Efficient FX cloning for CRISPR-based editing in the amyE locus of B. subtilis. (A) An sgRNA is FX cloned into pCC9X to induce Cas9 cleavage in the amyE locus. (B) Building the repair plasmid pAHX by replacing the chloramphenicol resistance (Cam^r) gene in pDG1662Δspc with a BamHI/SalI-flanked fragment containing a xylose-inducible promoter (P_xylA) and a ccdB-based counterselection cassette (red). The counterselection region is flanked with opposite outward-oriented SapI sites (triangles) to make it compatible with FX cloning.
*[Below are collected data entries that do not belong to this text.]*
use chrono::{DateTime, Utc};
use serde::{Deserialize, Serialize};

/// Kind of a stored media file
#[derive(Debug, Clone, Copy, PartialEq, Eq, Serialize, Deserialize, sqlx::Type)]
#[serde(rename_all = "lowercase")]
#[sqlx(rename_all = "lowercase")]
pub enum MediaKind {
    Photo,
    Video,
    Document,
    Voice,
}

impl MediaKind {
    pub fn parse(s: &str) -> Option<Self> {
        match s {
            "photo" => Some(MediaKind::Photo),
            "video" => Some(MediaKind::Video),
            "document" => Some(MediaKind::Document),
            "voice" => Some(MediaKind::Voice),
            _ => None,
        }
    }

    pub fn label(&self) -> &'static str {
        match self {
            MediaKind::Photo => "photo",
            MediaKind::Video => "video",
            MediaKind::Document => "document",
            MediaKind::Voice => "voice",
        }
    }
}

/// Metadata for a media file received over the transport
///
/// Only metadata is stored; the binary payload stays on the platform side,
/// referenced by the opaque `file_ref` handle. Immutable after creation
/// except by deletion.
#[derive(Debug, Clone, PartialEq, Serialize, Deserialize, sqlx::FromRow)]
#[serde(rename_all = "camelCase")]
pub struct Media {
    pub id: i64,
    pub owner_id: String,
    /// Opaque transport file handle
    pub file_ref: String,
    pub kind: MediaKind,
    pub caption: Option<String>,
    pub file_name: Option<String>,
    pub mime_type: Option<String>,
    pub uploaded_at: DateTime<Utc>,
}

/// An inbound media upload as delivered by the transport adapter
#[derive(Debug, Clone)]
pub struct MediaUpload {
    pub file_ref: String,
    pub kind: MediaKind,
    pub caption: Option<String>,
    pub file_name: Option<String>,
    pub mime_type: Option<String>,
}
The homology arms (HA1 and HA2) (gray) in pAHX ensure homologous recombination of genes into the amyE locus of B. subtilis. (C) The repair plasmid pAHX serves as the destination for FX cloning of a gene of interest (here, aprE encoding subtilisin) from a delivery plasmid, pINITIAL. Gene lengths are not drawn to scale.

FIG 4

Batch fermentation with Bacillus KO7S2 amyE::aprE. (A) OD₆₀₀ of fermentations of the KO7S2 strain (control) and the aprE-containing KO72S amyE::aprE strain (two uninduced replicates, aprE, and two induced replicates, aprE+). The doubling times in hours (T_d) are inserted into the chart with the corresponding color codes. No significant differences in cell density were observed over time between strains, even after the induction of recombinant subtilisin expression. The dotted vertical line shows the transition from exponential phase to stationary and/or death phase. (B) Proteolytic activity measured as relative fluorescence counts (RFC) from supernatants of the fermentation cultures in panel A during exponential phase (<5.5 h). Color codes are the same as the ones for panel A. Although uninduced and aprE-negative strain controls resulted in substantial proteolytic activity in the extracellular medium toward the end of the exponential phase, the response was delayed more than 2 h compared to the induced strain, altogether suggesting the induced expression of AprE from KO72S amyE::aprE.

FIG 5

Overview of the compatible FX cloning platform for quick transitions from high-throughput cloning and the expression of new enzymes in E. coli and B. subtilis (enzyme discovery and optimization phases) to stable CRISPR/Cas-mediated integration of genes for the production of enzymes through B. subtilis fermentation (upscaling and manufacture).